**Task to complete**
Only the lines from the first line of the material below to the line containing "SHA-512 crypt salt.", inclusive, should be copied, each exactly as written.

**The data**
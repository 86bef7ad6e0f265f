//! Linux-style SHA-512 crypt hashing for the OS admin password.
//!
//! Produces the `/etc/shadow` layout understood by glibc's `crypt(3)`:
//!
//! ```text
//! $6$rounds=656000$<salt>$<digest>
//! ```
//!
//! The digest itself comes from the `sha-crypt` crate; this module only
//! picks the salt and assembles the final string.

use rand::RngCore;
use rand::rngs::OsRng;
use sha_crypt::{Sha512Params, sha512_crypt_b64};

use crate::error::HashingError;

/// Scheme identifier for SHA-512 crypt.
pub const SHA512_CRYPT_PREFIX: &str = "$6$";

/// Number of SHA-512 crypt rounds used for every admin hash.
pub const SHA512_ROUNDS: usize = 656_000;

/// Salt length in characters (the scheme's maximum).
pub const SHA512_SALT_LEN: usize = 16;

/// Characters allowed in a SHA-512 crypt salt.
pub const SALT_ALPHABET: &[u8; 64] =
    b"./0123456789ABCDEFGHIJKLMNOPQRSTUVWXYZabcdefghijklmnopqrstuvwxyz";

/// Hashes the OS admin password with a fresh random salt.
///
/// ## Examples
///
/// ```rust
/// use mgmt_hash::hash_admin;
///
/// let hash = hash_admin("correct horse").unwrap();
/// assert!(hash.starts_with("$6$rounds=656000$"));
/// ```
///
/// ## Errors
///
/// Returns `HashingError::Entropy` if the operating system random source
/// fails, or `HashingError::Crypt` if the crypt routine does.
pub fn hash_admin(password: &str) -> Result<String, HashingError> {
    let salt = generate_salt()?;
    hash_admin_with_salt(password, &salt)
}

/// Hashes the OS admin password with a caller-provided salt.
///
/// The salt must be 1 to 16 characters from `[./0-9A-Za-z]`. The
/// `rounds=` field is always written, even though it is the only value
/// this crate ever uses.
///
/// ## Errors
///
/// Returns `HashingError::InvalidSalt` for a malformed salt and
/// `HashingError::Crypt` if the crypt routine fails.
pub fn hash_admin_with_salt(password: &str, salt: &str) -> Result<String, HashingError> {
    check_salt(salt)?;

    tracing::debug!(
        rounds = SHA512_ROUNDS,
        salt_len = salt.len(),
        "computing SHA-512 crypt admin hash"
    );

    let params =
        Sha512Params::new(SHA512_ROUNDS).map_err(|e| HashingError::Crypt(format!("{e:?}")))?;
    let digest = sha512_crypt_b64(password.as_bytes(), salt.as_bytes(), &params)
        .map_err(|e| HashingError::Crypt(format!("{e:?}")))?;

    Ok(format!("{SHA512_CRYPT_PREFIX}rounds={SHA512_ROUNDS}${salt}${digest}"))
}

/// Draws a 16-character salt from the crypt alphabet.
///
/// Each random byte is reduced modulo 64, which is unbiased because 256 is a
/// multiple of the alphabet size.
fn generate_salt() -> Result<String, HashingError> {
    let mut bytes = [0u8; SHA512_SALT_LEN];
    OsRng
        .try_fill_bytes(&mut bytes)
        .map_err(|e| HashingError::Entropy(e.to_string()))?;

    Ok(bytes
        .iter()
        .map(|b| SALT_ALPHABET[(b & 0x3f) as usize] as char)
        .collect())
}

fn check_salt(salt: &str) -> Result<(), HashingError> {
    if salt.is_empty() {
        return Err(HashingError::InvalidSalt(
            "SHA-512 crypt salt must not be empty".to_string(),
        ));
    }
    if salt.len() > SHA512_SALT_LEN {
        return Err(HashingError::InvalidSalt(format!(
            "SHA-512 crypt salt is limited to {SHA512_SALT_LEN} characters, got {}",
            salt.len()
        )));
    }
    if let Some(c) = salt
        .chars()
        .find(|c| !c.is_ascii() || !SALT_ALPHABET.contains(&(*c as u8)))
    {
        return Err(HashingError::InvalidSalt(format!(
            "character {c:?} is not allowed in a SHA-512 crypt salt"
        )));
    }
    Ok(())
}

**Task answer**
repository 86bef7ad6e0f265f
//! Linux-style SHA-512 crypt hashing for the OS admin password.
//!
//! Produces the `/etc/shadow` layout understood by glibc's `crypt(3)`:
//!
//! ```text
//! $6$rounds=656000$<salt>$<digest>
//! ```
//!
//! The digest itself comes from the `sha-crypt` crate; this module only
//! picks the salt and assembles the final string.

use rand::RngCore;
use rand::rngs::OsRng;
use sha_crypt::{Sha512Params, sha512_crypt_b64};

use crate::error::HashingError;

/// Scheme identifier for SHA-512 crypt.
pub const SHA512_CRYPT_PREFIX: &str = "$6$";

/// Number of SHA-512 crypt rounds used for every admin hash.
pub const SHA512_ROUNDS: usize = 656_000;

/// Salt length in characters (the scheme's maximum).
pub const SHA512_SALT_LEN: usize = 16;

/// Characters allowed in a SHA-512 crypt salt.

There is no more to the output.